Last year’s actual product wasn’t that bad. The Dodgers won 82 games, led by Cy Young winner Clayton Kershaw and the MVP-caliber season of Matt Kemp. With the impending sale, the Dodgers did not make any major moves this offseason, but they have some pieces to quickly turn the Dodgers into a competitive team in the NL West in the future.
The rotation will once again be anchored by Clayton Kershaw. He is one of the most exciting young arms in the game. He’s followed by Ted Lilly and Chad Billingsley. Both pitchers had ERAs around 4.00 last year, but their peripheral stats show they were actually better than that. These three form a solid top of the rotation. The back of the rotation will be filled with Chris Capuono and newcomer Aaron Harang. Losing Hiroki Kuroda hurts the rotation a bit, but overall it’s still a strength of the team.
Offensively, the Dodgers were the definition of mediocre last year. They finished ninth in the NL in runs scored, eighth in OBP, and tenth in SLG%. If the Dodgers offense is going to improve, they need Andre Ethier to wipe away 2011. He struggled last year, with only a .421 SLG%. The Dodgers desires to be near the top of the NL West standings lie on Ethier’s ability to regain his power stroke. Additionally, youngsters Dee Gordon and A.J. Ellis need to continue to improve. Gordon, as a rookie, produced a .325 OBP and a .362 SLG%. He was rushed to the big leagues, so the fact that he didn’t drown is impressive. The Dodgers are hoping that his bat takes a step forward this year, and they’ll need him to further develop to help this team remain competitve.

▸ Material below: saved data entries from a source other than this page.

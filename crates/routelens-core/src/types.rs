use serde::{Deserialize, Serialize};
use std::collections::HashMap;
use std::fmt;
use std::str::FromStr;

/// HTTP verbs recognized by the endpoint scanner. Serialized uppercase so
/// persisted artifacts carry `"GET"`/`"POST"`/... exactly as `Display` does.
#[derive(Debug, Clone, Copy, PartialEq, Eq, Hash, Serialize, Deserialize)]
#[serde(rename_all = "UPPERCASE")]
pub enum HttpMethod {
    Get,
    Post,
    Put,
    Patch,
    Delete,
    Options,
    Head,
}

impl fmt::Display for HttpMethod {
    fn fmt(&self, f: &mut fmt::Formatter<'_>) -> fmt::Result {
        let s = match self {
            HttpMethod::Get => "GET",
            HttpMethod::Post => "POST",
            HttpMethod::Put => "PUT",
            HttpMethod::Patch => "PATCH",
            HttpMethod::Delete => "DELETE",
            HttpMethod::Options => "OPTIONS",
            HttpMethod::Head => "HEAD",
        };
        write!(f, "{}", s)
    }
}

impl FromStr for HttpMethod {
    type Err = String;

    fn from_str(s: &str) -> Result<Self, Self::Err> {
        match s.to_lowercase().as_str() {
            "get" => Ok(HttpMethod::Get),
            "post" => Ok(HttpMethod::Post),
            "put" => Ok(HttpMethod::Put),
            "patch" => Ok(HttpMethod::Patch),
            "delete" => Ok(HttpMethod::Delete),
            "options" => Ok(HttpMethod::Options),
            "head" => Ok(HttpMethod::Head),
            _ => Err(format!("Unknown HTTP method: {}", s)),
        }
    }
}

/// One discovered route binding: method + path + handler name, plus the route
/// file it came from. Recomputed on every run, never persisted on its own.
#[derive(Debug, Clone, PartialEq, Eq, Serialize, Deserialize)]
pub struct Endpoint {
    pub method: HttpMethod,
    pub path: String,
    pub handler_name: String,
    pub source_file_ref: String,
}

impl Endpoint {
    /// Identifier handed to the selection collaborator, e.g.
    /// `GET /users/:id → getUser`.
    pub fn selection_id(&self) -> String {
        format!("{} {} → {}", self.method, self.path, self.handler_name)
    }
}

/// Exact source span of one located handler function.
#[derive(Debug, Clone, PartialEq, Eq, Serialize, Deserialize)]
pub struct ExtractedFunction {
    pub name: String,
    pub source_text: String,
    /// 1-based line of the first line of the construct.
    pub start_line: u32,
    /// 1-based line of the last line of the construct.
    pub end_line: u32,
    pub is_async: bool,
}

impl ExtractedFunction {
    pub fn line_count(&self) -> u32 {
        self.end_line.saturating_sub(self.start_line) + 1
    }
}

/// Deterministic normalization of an extracted handler.
#[derive(Debug, Clone, PartialEq, Eq, Serialize, Deserialize)]
pub struct RefinedLogic {
    pub cleaned_code: String,
    pub summary: String,
}

/// Redacted handler code plus a note describing what was scrubbed.
#[derive(Debug, Clone, PartialEq, Eq, Serialize, Deserialize)]
pub struct SanitizedCode {
    pub safe_code: String,
    pub note: String,
}

/// Function slice of an analysis payload.
#[derive(Debug, Clone, Serialize, Deserialize)]
pub struct FunctionReport {
    pub name: String,
    pub cleaned_code: String,
    pub sanitized_code: String,
    #[serde(rename = "async")]
    pub is_async: bool,
    pub lines: u32,
}

/// The unit persisted to the request-artifact store. Written at most once per
/// endpoint per run.
#[derive(Debug, Clone, Serialize, Deserialize)]
pub struct AnalysisPayload {
    pub endpoint: Endpoint,
    pub function: FunctionReport,
    #[serde(default)]
    pub metadata: HashMap<String, serde_json::Value>,
    /// ISO-8601 creation timestamp.
    pub timestamp: String,
}

/// Normalized model review, or the error shape when the raw response could
/// not be recovered into JSON.
#[derive(Debug, Clone, Serialize, Deserialize)]
#[serde(untagged)]
pub enum AIInsight {
    Report {
        summary: String,
        issues: Vec<serde_json::Value>,
        suggestions: Vec<serde_json::Value>,
        before_after: Option<serde_json::Value>,
        notes: String,
    },
    Unrecoverable {
        error: String,
        /// Truncated candidate text that failed to parse.
        extracted: String,
        /// Truncated original raw model output.
        raw: String,
    },
}

impl AIInsight {
    pub fn is_error(&self) -> bool {
        matches!(self, AIInsight::Unrecoverable { .. })
    }
}

#[cfg(test)]
mod tests {
    use super::*;

    #[test]
    fn method_round_trip() {
        assert_eq!("get".parse::<HttpMethod>(), Ok(HttpMethod::Get));
        assert_eq!("DELETE".parse::<HttpMethod>(), Ok(HttpMethod::Delete));
        assert!("connect".parse::<HttpMethod>().is_err());
        assert_eq!(HttpMethod::Patch.to_string(), "PATCH");
    }

    #[test]
    fn method_serializes_uppercase() {
        assert_eq!(
            serde_json::to_string(&HttpMethod::Get).unwrap(),
            "\"GET\""
        );
        let back: HttpMethod = serde_json::from_str("\"DELETE\"").unwrap();
        assert_eq!(back, HttpMethod::Delete);
    }

    #[test]
    fn selection_id_format() {
        let ep = Endpoint {
            method: HttpMethod::Get,
            path: "/users/:id".into(),
            handler_name: "getUser".into(),
            source_file_ref: "user.routes.js".into(),
        };
        assert_eq!(ep.selection_id(), "GET /users/:id → getUser");
    }

    #[test]
    fn line_count_is_inclusive() {
        let f = ExtractedFunction {
            name: "f".into(),
            source_text: String::new(),
            start_line: 10,
            end_line: 14,
            is_async: false,
        };
        assert_eq!(f.line_count(), 5);
    }
}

2012 is a year of transition for the Dodgers. They’ll have a new owner in place shortly, and the MLB roster is filled with several placeholders (Juan Rivera, James Loney, Juan Uribe, etc.). They have no impact prospects knocking on the door, but they have a lot of intriguing potential impact guys in the lower levels. If I were a Dodgers fan, I’d wait patiently for the new owner to start dumping some money in this franchize. Theirs no reason the Dodgers can’t become competitive year in and year out sooner than later. But that won’t start this year. The D’backs are head and shoulders above the rest of NL West, but the Dodgers, Rockies, and Giants are all even in my eyes. I see the Dodgers finishing in third this season with a similar record as 2011.